The company’s track record and finances suggest it could deliver, but there’s a paucity of additional evidence.
On Monday, Google announced the launch of their new Cloud Application Programming Interface (API), and shared the lofty goal that they said it could help address — organizing the world’s healthcare and life sciences data, and making it accessible, secure, and useful.
As it stands, that’s one of the biggest problems in healthcare. Data continues to pile up all over, and there’s a lack of procedures in place to help hospital systems, their workforces, and their patients make any sense of it. On top of that, there’s a tremendous amount of noise. New startups emerge every day, promising to hold the panacea for interoperability, data and analytics woes. As more players enter the game, it’s increasingly difficult to weed the snake oil peddlers from those who’ve got the right stuff.
It was only a matter of time before Google—the undisputed king of search, whose throne sits atop a superlative heap of data—was sufficiently tantalized by the enormous opportunity in healthcare (and glaring lack of solutions) to toss their hat in the ring. Their new Cloud API’s goal, as stated above, is only a few words removed from the company’s official mission statement: “To organize the world's information and make it universally accessible and useful.” They’ve delivered upon the latter, but can Google repeat its success in the world of health IT?
That’s yet to be seen.

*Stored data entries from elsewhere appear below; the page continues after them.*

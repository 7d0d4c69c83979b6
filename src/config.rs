//! Application configuration loaded from environment variables.
//!
//! The backend base URL is resolved once at startup and handed to the
//! backend client; nothing else reads the environment.

use std::env;

/// Port the OctoFit backend listens on inside a Codespace.
const CODESPACE_BACKEND_PORT: u16 = 8000;

/// Backend used when neither an explicit URL nor a Codespace is configured.
const LOCAL_BACKEND_URL: &str = "http://localhost:8000";

/// Application configuration, loaded once at startup.
#[derive(Debug, Clone)]
pub struct Config {
    /// Base URL of the OctoFit REST backend, without a trailing slash
    pub api_base_url: String,
    /// Dashboard server port
    pub port: u16,
    /// Timeout applied to every backend request
    pub request_timeout_secs: u64,
}

impl Config {
    /// Config for tests, pointing at a local backend.
    pub fn test_default() -> Self {
        Self {
            api_base_url: LOCAL_BACKEND_URL.to_string(),
            port: 3000,
            request_timeout_secs: 10,
        }
    }

    /// Same config with another backend base URL.
    pub fn with_base_url(mut self, base_url: impl Into<String>) -> Self {
        self.api_base_url = base_url.into().trim_end_matches('/').to_string();
        self
    }

    /// Load configuration from environment variables.
    ///
    /// `API_BASE_URL` wins when set. Otherwise `CODESPACE_NAME` is
    /// interpolated into the Codespace forwarding hostname, and failing
    /// that the local backend is used.
    pub fn from_env() -> Result<Self, ConfigError> {
        dotenvy::dotenv().ok(); // Load .env file if present

        let api_base_url = resolve_base_url(
            env::var("API_BASE_URL").ok(),
            env::var("CODESPACE_NAME").ok(),
        )?;

        Ok(Self {
            api_base_url,
            port: parse_var("PORT", 3000)?,
            request_timeout_secs: parse_var("REQUEST_TIMEOUT_SECS", 10)?,
        })
    }
}

/// Pick the backend base URL from the explicit override or the Codespace name.
pub fn resolve_base_url(
    explicit: Option<String>,
    codespace_name: Option<String>,
) -> Result<String, ConfigError> {
    if let Some(url) = explicit.map(|v| v.trim().to_string()).filter(|v| !v.is_empty()) {
        if !(url.starts_with("http://") || url.starts_with("https://")) {
            return Err(ConfigError::Invalid {
                name: "API_BASE_URL",
                value: url,
            });
        }
        return Ok(url.trim_end_matches('/').to_string());
    }

    match codespace_name.map(|v| v.trim().to_string()) {
        Some(name) if !name.is_empty() => Ok(format!(
            "https://{}-{}.app.github.dev",
            name, CODESPACE_BACKEND_PORT
        )),
        _ => Ok(LOCAL_BACKEND_URL.to_string()),
    }
}

fn parse_var<T: std::str::FromStr>(name: &'static str, default: T) -> Result<T, ConfigError> {
    match env::var(name) {
        Ok(raw) => raw
            .trim()
            .parse()
            .map_err(|_| ConfigError::Invalid { name, value: raw }),
        Err(_) => Ok(default),
    }
}

/// Configuration errors
#[derive(Debug, thiserror::Error)]
pub enum ConfigError {
    #[error("Invalid value for environment variable {name}: {value:?}")]
    Invalid { name: &'static str, value: String },
}
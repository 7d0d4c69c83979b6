// SPDX-License-Identifier: MIT
// Copyright 2026 Roland Dreier <roland@rolandd.dev>

//! Read-only screens: home, activities, teams, workouts, leaderboard.

use crate::error::{AppError, Result};
use crate::services::collection::load_collection_within;
use crate::services::{Collection, LoadStatus};
use crate::views::layout::{self, Nav};
use crate::views::screens::list_page;
use crate::AppState;
use axum::{extract::State, http::StatusCode, response::Html, routing::get, Router};
use std::sync::Arc;

pub fn routes() -> Router<Arc<AppState>> {
    Router::new()
        .route("/", get(home))
        .route("/activities", get(activities))
        .route("/teams", get(teams))
        .route("/workouts", get(workouts))
        .route("/leaderboard", get(leaderboard))
}

async fn home() -> Html<String> {
    Html(layout::home())
}

async fn activities(State(state): State<Arc<AppState>>) -> Result<(StatusCode, Html<String>)> {
    list_screen(&state, Nav::Activities, Collection::Activities).await
}

async fn teams(State(state): State<Arc<AppState>>) -> Result<(StatusCode, Html<String>)> {
    list_screen(&state, Nav::Teams, Collection::Teams).await
}

async fn workouts(State(state): State<Arc<AppState>>) -> Result<(StatusCode, Html<String>)> {
    list_screen(&state, Nav::Workouts, Collection::Workouts).await
}

async fn leaderboard(State(state): State<Arc<AppState>>) -> Result<(StatusCode, Html<String>)> {
    list_screen(&state, Nav::Leaderboard, Collection::Leaderboard).await
}

/// One visit to a list screen: load once, render whatever state it settled in.
///
/// A load still pending when the server shuts down is abandoned with 503.
async fn list_screen(
    state: &AppState,
    nav: Nav,
    collection: Collection,
) -> Result<(StatusCode, Html<String>)> {
    let status = load_collection_within(&state.backend, collection, &state.shutdown.token())
        .await
        .ok_or(AppError::Cancelled)?;

    Ok((status_code(&status), Html(list_page(nav, &status))))
}

/// Page status for a settled screen; a failed load is the backend's fault.
pub(crate) fn status_code(status: &LoadStatus) -> StatusCode {
    match status {
        LoadStatus::Error(_) => StatusCode::BAD_GATEWAY,
        _ => StatusCode::OK,
    }
}
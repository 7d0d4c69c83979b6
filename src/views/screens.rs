//! List screens: activities, teams, workouts and the leaderboard.

use super::layout::{page, Nav};
use super::status_body;
use super::table::{Cell, Table};
use crate::models::{Activity, LeaderboardEntry, Record, Team, Workout};
use crate::services::LoadStatus;
use serde_json::Value;

/// Render a complete list screen page.
pub fn list_page(nav: Nav, status: &LoadStatus) -> String {
    let body = match nav {
        Nav::Activities => status_body(nav.label(), status, activities_table),
        Nav::Teams => status_body(nav.label(), status, teams_table),
        Nav::Workouts => status_body(nav.label(), status, workouts_table),
        Nav::Leaderboard => status_body(nav.label(), status, leaderboard_table),
        Nav::Users => status_body(nav.label(), status, super::users::users_table),
    };
    page(nav.label(), Some(nav), &body)
}

pub fn activities_table(records: &[Value]) -> Table {
    let mut table = Table::new(&["User", "Activity Type", "Duration (min)", "Date"]);
    for (index, record) in records.iter().enumerate() {
        let activity = Activity::from_value(record);
        let user = activity
            .user_name
            .clone()
            .filter(|name| !name.is_empty())
            .unwrap_or_else(|| activity.user.clone());
        table.push(
            activity.row_key(index),
            vec![
                Cell::text(user),
                Cell::text(&activity.activity_type),
                Cell::text(&activity.duration),
                Cell::text(&activity.date),
            ],
        );
    }
    table
}

pub fn teams_table(records: &[Value]) -> Table {
    let mut table = Table::new(&["Team Name", "Members"]);
    for (index, record) in records.iter().enumerate() {
        let team = Team::from_value(record);
        table.push(
            team.row_key(index),
            vec![Cell::text(&team.name), Cell::text(&team.members)],
        );
    }
    table
}

pub fn workouts_table(records: &[Value]) -> Table {
    let mut table = Table::new(&["Name", "Description"]);
    for (index, record) in records.iter().enumerate() {
        let workout = Workout::from_value(record);
        table.push(
            workout.row_key(index),
            vec![Cell::text(&workout.name), Cell::text(&workout.description)],
        );
    }
    table
}

pub fn leaderboard_table(records: &[Value]) -> Table {
    let mut table = Table::new(&["Rank", "User", "Team", "Score"]);
    for (index, record) in records.iter().enumerate() {
        let entry = LeaderboardEntry::from_value(record);
        table.push(
            entry.row_key(index),
            vec![
                Cell::text(&entry.rank),
                Cell::text(entry.display_user()),
                Cell::or_dash(entry.team_name.as_deref()),
                Cell::text(entry.display_score()),
            ],
        );
    }
    table
}
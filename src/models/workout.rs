//! Suggested workout record.

use super::{lenient, Record, RecordId};
use serde::Deserialize;

/// Workout as listed by `/api/workouts/`.
#[derive(Debug, Clone, Default, PartialEq, Deserialize)]
#[serde(default)]
pub struct Workout {
    #[serde(deserialize_with = "lenient::id")]
    pub id: Option<RecordId>,
    #[serde(deserialize_with = "lenient::text")]
    pub name: String,
    #[serde(deserialize_with = "lenient::text")]
    pub description: String,
}

impl Record for Workout {
    fn id(&self) -> Option<&RecordId> {
        self.id.as_ref()
    }
}
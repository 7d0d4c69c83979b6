// SPDX-License-Identifier: MIT
// Copyright 2026 Roland Dreier <roland@kernel.org>

//! OctoFit Dashboard: browse and edit OctoFit Tracker records
//!
//! This crate serves server-rendered screens for users, activities, teams,
//! workouts and the leaderboard, backed by the OctoFit REST API.

pub mod config;
pub mod error;
pub mod middleware;
pub mod models;
pub mod routes;
pub mod services;
pub mod views;

use config::Config;
use error::BackendError;
use services::{BackendClient, SaveLocks, ScreenLifetime};

/// Shared application state.
pub struct AppState {
    pub config: Config,
    pub backend: BackendClient,
    pub save_locks: SaveLocks,
    /// Ended on shutdown; screen loads still waiting on the backend are cancelled
    pub shutdown: ScreenLifetime,
}

impl AppState {
    /// Build the state, wiring the backend client from `config`.
    pub fn new(config: Config) -> Result<Self, BackendError> {
        let backend = BackendClient::new(&config)?;
        Ok(Self {
            config,
            backend,
            save_locks: SaveLocks::new(),
            shutdown: ScreenLifetime::new(),
        })
    }
}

At a presentation at HIMSS 2018, Greg Moore, MD, PhD, vice president of healthcare for Google Cloud, spoke broadly about Cloud API’s potential to “provide machine learning for all,” “bring power to you without having a team of software engineers and data scientists,” and “facilitate workflows.”

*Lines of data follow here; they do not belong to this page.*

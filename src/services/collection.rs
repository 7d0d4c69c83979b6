// SPDX-License-Identifier: MIT
// Copyright 2026 Roland Dreier <roland@rolandd.dev>

//! Collection loading shared by every screen.
//!
//! One GET, one normalization, one terminal state. The backend may answer
//! with a bare list or with a paginated `{"results": [...]}` wrapper; any
//! other shape is treated as an empty collection rather than an error.

use crate::error::BackendError;
use crate::services::backend::{BackendClient, Collection};
use crate::services::lifetime::LifetimeToken;
use serde_json::Value;

/// Load state of one screen visit.
///
/// `Loading -> Ready | Error`; both outcomes are terminal.
#[derive(Debug, Clone, Default, PartialEq)]
pub enum LoadStatus {
    #[default]
    Loading,
    Ready(Vec<Value>),
    Error(String),
}

impl LoadStatus {
    pub fn is_terminal(&self) -> bool {
        !matches!(self, LoadStatus::Loading)
    }

    pub fn records(&self) -> Option<&[Value]> {
        match self {
            LoadStatus::Ready(records) => Some(records),
            _ => None,
        }
    }

    /// Apply a load outcome. Ignored once the status is terminal.
    pub fn resolve(&mut self, outcome: Result<Vec<Value>, String>) -> bool {
        if self.is_terminal() {
            tracing::warn!("Ignoring load outcome for a settled screen");
            return false;
        }

        *self = match outcome {
            Ok(records) => {
                tracing::debug!(count = records.len(), "Screen ready");
                LoadStatus::Ready(records)
            }
            Err(message) => {
                tracing::error!(error = %message, "Screen failed to load");
                LoadStatus::Error(message)
            }
        };
        true
    }
}

/// Turn a collection response body into its record list.
pub fn normalize_collection(body: Value) -> Vec<Value> {
    match body {
        Value::Array(records) => records,
        Value::Object(mut fields) => match fields.remove("results") {
            Some(Value::Array(records)) => records,
            _ => Vec::new(),
        },
        _ => Vec::new(),
    }
}

/// Message shown for a failed list load.
pub fn load_failure_message(err: &BackendError) -> String {
    match err.status() {
        Some(status) => format!("HTTP error! status: {}", status),
        None => err.to_string(),
    }
}

/// Fetch and normalize one collection, collapsing failures into a message.
pub async fn fetch_records(
    client: &BackendClient,
    collection: Collection,
) -> Result<Vec<Value>, String> {
    client
        .fetch_collection(collection)
        .await
        .map(normalize_collection)
        .map_err(|e| load_failure_message(&e))
}

/// Load a collection from scratch: `Loading`, then `Ready` or `Error`.
pub async fn load_collection(client: &BackendClient, collection: Collection) -> LoadStatus {
    tracing::info!(url = %client.collection_url(collection), "Loading collection");

    let mut status = LoadStatus::Loading;
    status.resolve(fetch_records(client, collection).await);
    status
}

/// Load a collection for a screen visit. `None` if the visit ended first.
pub async fn load_collection_within(
    client: &BackendClient,
    collection: Collection,
    token: &LifetimeToken,
) -> Option<LoadStatus> {
    let status = token.run(load_collection(client, collection)).await;
    if status.is_none() {
        tracing::debug!(collection = collection.path(), "Screen closed, dropping response");
    }
    status
}

/// Users screen data: the user list plus teams for the edit dropdown.
#[derive(Debug, Clone, Default, PartialEq)]
pub struct UsersScreen {
    pub users: LoadStatus,
    pub teams: Vec<Value>,
}

/// Load users and teams concurrently. Either failing fails the screen.
pub async fn load_users_screen(client: &BackendClient) -> UsersScreen {
    tracing::info!(
        users = %client.collection_url(Collection::Users),
        teams = %client.collection_url(Collection::Teams),
        "Loading users screen"
    );

    let mut screen = UsersScreen::default();
    let outcome = tokio::try_join!(
        fetch_records(client, Collection::Users),
        fetch_records(client, Collection::Teams),
    );

    match outcome {
        Ok((users, teams)) => {
            screen.teams = teams;
            screen.users.resolve(Ok(users));
        }
        Err(message) => {
            screen.users.resolve(Err(message));
        }
    }
    screen
}

/// [`load_users_screen`] bound to a screen visit.
pub async fn load_users_screen_within(
    client: &BackendClient,
    token: &LifetimeToken,
) -> Option<UsersScreen> {
    token.run(load_users_screen(client)).await
}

The company’s track record and finances suggest it may deliver on those concepts. In fact, it may have already started. Moore pointed to Cloud API’s role in a recent JAMA study, where it successfully leveraged AI to scan medical images and positively identify cases of diabetic retinopathy, to illustrate that its real-world implementation can be a success.
But there’s a paucity of additional evidence to support the notion that Google’s Cloud API will mark the end of the dark ages for interoperability, analytics, artificial intelligence (AI), and machine learning in healthcare. As one analyst said at an earlier HIMSS presentation, “I never understood until I came into healthcare that the industry has the most complicated IT out there, hands down.” Tens of thousands of solution-seeking conference attendees would likely agree.

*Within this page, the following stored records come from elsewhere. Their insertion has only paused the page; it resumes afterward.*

// SPDX-License-Identifier: MIT
// Copyright 2026 Roland Dreier <roland@rolandd.dev>

//! Security headers middleware.
//!
//! Screens are plain HTML forms with a same-origin stylesheet; no scripts
//! are ever served. Pages show live backend data and must not be cached.

use axum::{
    extract::Request,
    http::{HeaderName, HeaderValue},
    middleware::Next,
    response::Response,
};

const SECURITY_HEADERS: [(&str, &str); 5] = [
    ("x-content-type-options", "nosniff"),
    ("x-frame-options", "DENY"),
    (
        "content-security-policy",
        "default-src 'none'; style-src 'self'; form-action 'self'; frame-ancestors 'none'",
    ),
    ("referrer-policy", "no-referrer"),
    ("cache-control", "no-store"),
];

/// Add security headers to all responses.
pub async fn add_security_headers(req: Request, next: Next) -> Response {
    let mut response = next.run(req).await;
    let headers = response.headers_mut();

    for (name, value) in SECURITY_HEADERS {
        headers
            .entry(HeaderName::from_static(name))
            .or_insert(HeaderValue::from_static(value));
    }

    response
}
// SPDX-License-Identifier: MIT
// Copyright 2026 Roland Dreier <roland@rolandd.dev>

//! Edit-and-save workflow for users.

use axum::http::{header, StatusCode};
use octofit_dashboard::models::{Record, User};
use octofit_dashboard::services::editor::{save, EditSession, SaveLocks, SaveOutcome};
use serde_json::json;
use std::time::Duration;
use tower::ServiceExt;
use wiremock::matchers::{body_json, method, path};
use wiremock::{Mock, MockServer, ResponseTemplate};

mod common;

const ALICE_FORM: &str = "name=Alice&email=a%40x.com&team=&fitness_level=beginner&avatar=";

async fn backend_with_alice() -> MockServer {
    let server = MockServer::start().await;
    common::mount_collection(
        &server,
        "users",
        json!([{"id": 1, "name": "Alice", "email": "a@x.com", "team": null}]),
    )
    .await;
    common::mount_collection(
        &server,
        "teams",
        json!({"results": [{"id": 2, "name": "Team DC"}, {"id": 5, "name": "Team Marvel"}]}),
    )
    .await;
    server
}

#[tokio::test]
async fn test_edit_modal_opens_with_no_team() {
    let server = backend_with_alice().await;
    let (app, _) = common::create_test_app(&server.uri());

    let response = app.oneshot(common::get("/users?edit=1")).await.unwrap();
    assert_eq!(response.status(), StatusCode::OK);

    let html = common::body_text(response).await;
    assert!(html.contains("Edit User: Alice"));
    assert!(html.contains(r#"<option value="" selected>— No team —</option>"#));
    assert!(html.contains(r#"<option value="5">Team Marvel</option>"#));
    assert!(html.contains(r#"<option value="beginner" selected>Beginner</option>"#));
    assert!(html.contains(r#"name="email" value="a@x.com""#));
}

#[tokio::test]
async fn test_edit_unknown_user_is_not_found() {
    let server = backend_with_alice().await;
    let (app, _) = common::create_test_app(&server.uri());

    let response = app.oneshot(common::get("/users?edit=99")).await.unwrap();
    assert_eq!(response.status(), StatusCode::NOT_FOUND);
}

#[tokio::test]
async fn test_save_sends_null_team_and_reloads() {
    let server = backend_with_alice().await;
    Mock::given(method("PATCH"))
        .and(path("/api/users/1/"))
        .and(body_json(json!({
            "name": "Alice",
            "email": "a@x.com",
            "fitness_level": "beginner",
            "avatar": "",
            "team": null
        })))
        .respond_with(ResponseTemplate::new(200).set_body_json(json!({"id": 1, "name": "Alice"})))
        .expect(1)
        .mount(&server)
        .await;
    let (app, _) = common::create_test_app(&server.uri());

    let response = app
        .oneshot(common::post_form("/users/1/edit", ALICE_FORM))
        .await
        .unwrap();

    assert_eq!(response.status(), StatusCode::SEE_OTHER);
    assert_eq!(response.headers().get(header::LOCATION).unwrap(), "/users");
}

#[tokio::test]
async fn test_save_sends_team_as_integer() {
    let server = backend_with_alice().await;
    Mock::given(method("PATCH"))
        .and(path("/api/users/1/"))
        .and(body_json(json!({
            "name": "Alice Smith",
            "email": "alice@x.com",
            "fitness_level": "advanced",
            "avatar": "🏃",
            "team": 5
        })))
        .respond_with(ResponseTemplate::new(200).set_body_json(json!({"id": 1})))
        .expect(1)
        .mount(&server)
        .await;
    let (app, _) = common::create_test_app(&server.uri());

    let form = concat!(
        "name=Alice+Smith&email=alice%40x.com&team=5",
        "&fitness_level=advanced&avatar=%F0%9F%8F%83"
    );
    let response = app
        .oneshot(common::post_form("/users/1/edit", form))
        .await
        .unwrap();

    assert_eq!(response.status(), StatusCode::SEE_OTHER);
}

#[tokio::test]
async fn test_rejected_save_keeps_modal_open() {
    let server = backend_with_alice().await;
    Mock::given(method("PATCH"))
        .and(path("/api/users/1/"))
        .respond_with(ResponseTemplate::new(400).set_body_string("invalid email"))
        .expect(1)
        .mount(&server)
        .await;
    let (app, _) = common::create_test_app(&server.uri());

    let response = app
        .oneshot(common::post_form("/users/1/edit", ALICE_FORM))
        .await
        .unwrap();
    assert_eq!(response.status(), StatusCode::BAD_GATEWAY);

    let html = common::body_text(response).await;
    assert!(html.contains("modal-dialog"));
    assert!(html.contains("HTTP 400: invalid email"));
    assert!(html.contains(
        r#"<button type="submit" class="btn btn-primary">Save changes</button>"#
    ));
    assert!(html.contains(r#"name="name" value="Alice""#));
}

#[tokio::test]
async fn test_invalid_draft_is_not_sent() {
    let server = backend_with_alice().await;
    Mock::given(method("PATCH"))
        .respond_with(ResponseTemplate::new(200))
        .expect(0)
        .mount(&server)
        .await;
    let (app, _) = common::create_test_app(&server.uri());

    let form = "name=&email=not-an-email&team=&fitness_level=beginner&avatar=";
    let response = app
        .oneshot(common::post_form("/users/1/edit", form))
        .await
        .unwrap();
    assert_eq!(response.status(), StatusCode::UNPROCESSABLE_ENTITY);

    let html = common::body_text(response).await;
    assert!(html.contains("Name is required"));
    assert!(html.contains("Enter a valid email address"));
    assert!(html.contains("Edit User: Alice"));
}

#[tokio::test]
async fn test_submit_during_save_sends_nothing() {
    let server = backend_with_alice().await;
    Mock::given(method("PATCH"))
        .respond_with(ResponseTemplate::new(200))
        .expect(0)
        .mount(&server)
        .await;
    let (app, state) = common::create_test_app(&server.uri());

    let _in_flight = state.save_locks.try_acquire("1").unwrap();
    let response = app
        .oneshot(common::post_form("/users/1/edit", ALICE_FORM))
        .await
        .unwrap();
    assert_eq!(response.status(), StatusCode::CONFLICT);

    let html = common::body_text(response).await;
    assert!(html.contains(
        r#"<button type="submit" class="btn btn-primary" disabled>Saving…</button>"#
    ));
}

#[tokio::test]
async fn test_concurrent_saves_issue_one_patch() {
    let server = MockServer::start().await;
    Mock::given(method("PATCH"))
        .and(path("/api/users/1/"))
        .respond_with(
            ResponseTemplate::new(200)
                .set_body_json(json!({"id": 1}))
                .set_delay(Duration::from_millis(300)),
        )
        .expect(1)
        .mount(&server)
        .await;

    let client = common::test_client(&server.uri());
    let locks = SaveLocks::new();
    let alice = User::from_value(&json!({"id": 1, "name": "Alice", "email": "a@x.com"}));
    let session = EditSession::open(&alice).unwrap();

    let (first, second) = tokio::join!(
        save(&client, &locks, session.clone()),
        save(&client, &locks, session),
    );

    assert!(matches!(first, SaveOutcome::Saved(_)));
    assert!(matches!(second, SaveOutcome::Busy(ref s) if s.saving));

    // Once the first save settles the slot is free again, and forgotten.
    assert!(locks.try_acquire("1").is_some());
    assert!(locks.is_empty());
}

#[tokio::test]
async fn test_save_error_survives_failed_reload() {
    let server = MockServer::start().await;
    Mock::given(method("GET"))
        .and(path("/api/users/"))
        .respond_with(ResponseTemplate::new(503))
        .mount(&server)
        .await;
    common::mount_collection(&server, "teams", json!([])).await;
    Mock::given(method("PATCH"))
        .and(path("/api/users/1/"))
        .respond_with(ResponseTemplate::new(400).set_body_string("invalid email"))
        .expect(1)
        .mount(&server)
        .await;
    let (app, state) = common::create_test_app(&server.uri());

    let response = app
        .oneshot(common::post_form("/users/1/edit", ALICE_FORM))
        .await
        .unwrap();
    assert_eq!(response.status(), StatusCode::BAD_GATEWAY);

    let html = common::body_text(response).await;
    assert!(html.contains("HTTP error! status: 503"));
    assert!(html.contains("modal-dialog"));
    assert!(html.contains("HTTP 400: invalid email"));
    assert!(html.contains(r#"name="email" value="a@x.com""#));
    assert!(state.save_locks.is_empty());
}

Following Moore’s overview of Cloud API’s potential, he gave the stage to Will Morris, MD, of the Cleveland Clinic’s IT department, who highlighted the need for cross-industry collaboration across the healthcare spectrum to figure out healthcare interoperability, and urged stakeholders to look outside the box for solutions.
The disparate data problem “isn’t going to be solved by the Cleveland Clinic. It’s not going to be solved by Google. It’s going to be solved by an ecosystem collectively,” Morris said. “We should steal, borrow and share shamelessly, especially with non-traditional health IT folks.”